INILAH.COM, Jakarta - Dua pimpinan KPK Chandra M Hamzah-Bibit S Rianto diminta untuk seperti Prita Mulyasari. Walaupun diperlakukan tidak adil namun tetap menaati hukum yang berlaku.
Hal itu diungkapkan anggota Komunitas Advokat dan Masyarakat Penegak Hukum untuk Keadilan, Septina P Kusumaningrum, dalam persidangan Praperadilan SKPP, di Pengadilan Negeri Jakarta Selatan, Selasa (15/12).
"Prita merasa telah dizolimi oleh rumah sakit Omni dan peradilan telah diperalat oleh pihak rumah sakit Omni. Tetapi Prita taat dan menjunjung tinggi hukum, dia tetap hadapi persidangan baik pidana maupun perdata," katanya.
Begitu pula dengan Minah, tersangka pencuri 3 buah Kakao yang juga berani menghadapi persidangan seorang diri tanpa dibela oleh pengacara.
Seharusnya, lanjut dia, sebagai pejabat yang memimpin lembaga KPK, Bibit dan Chandra sudah seharusnya menolak dan tidak menerima SKPP, karena didalam isinya mengandung nista atau sangkaan negatif yang akan melekat seumur hidup.

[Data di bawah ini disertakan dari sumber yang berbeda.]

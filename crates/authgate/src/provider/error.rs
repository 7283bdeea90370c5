//! Identity provider error types.

use thiserror::Error;

/// Result type for identity provider operations.
pub type ProviderResult<T> = Result<T, ProviderError>;

/// Errors that can occur while talking to the identity provider.
#[derive(Debug, Error)]
pub enum ProviderError {
    /// HTTP request failed before a response arrived.
    #[error("HTTP request failed: {0}")]
    RequestFailed(#[from] reqwest::Error),

    /// Provider answered with a non-success status.
    #[error("provider returned {status} from {url}: {body}")]
    UnexpectedStatus {
        url: String,
        status: u16,
        body: String,
    },

    /// Provider reported an OAuth error in-band (e.g. `bad_verification_code`).
    #[error("OAuth error: {code}{}", description.as_deref().map(|d| format!(" ({d})")).unwrap_or_default())]
    OAuth {
        code: String,
        description: Option<String>,
    },

    /// Token response carried no access token.
    #[error("token response did not include an access token")]
    MissingAccessToken,

    /// Failed to parse response.
    #[error("failed to parse response: {0}")]
    ParseError(String),
}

Selain itu jika Bibit dan Chandra beranggapan proses hukum terhadap dirinya di Kepolisian dan Kejaksaan adalah suatu rekayasa maka pengadilan harus menjadi benteng terakhir untuk mengadili perkara mereka, untuk membuktikan apakah proses perkara mereka adalah rekayasa.
"Bibit dan Chandra berikut para pengacaranya yang yakin akan kebenaran ada di pihak mereka, harus ikhlas, legowo dan taat hukum, siap untuk perkaranya dilimpahkan ke pengadilan untuk diadili," ujarnya.
Jika Bibit dan Chandra tidak bersedia masuk ke pengadilan, sambungnya, bagaimana dapat membimbing dan menuntutun masyarakat agar taat hukum. Jika pimpinan lembaga hukum itu sendiri tidak taat dan tidak menjunjung tinggi hukum. [win/mut]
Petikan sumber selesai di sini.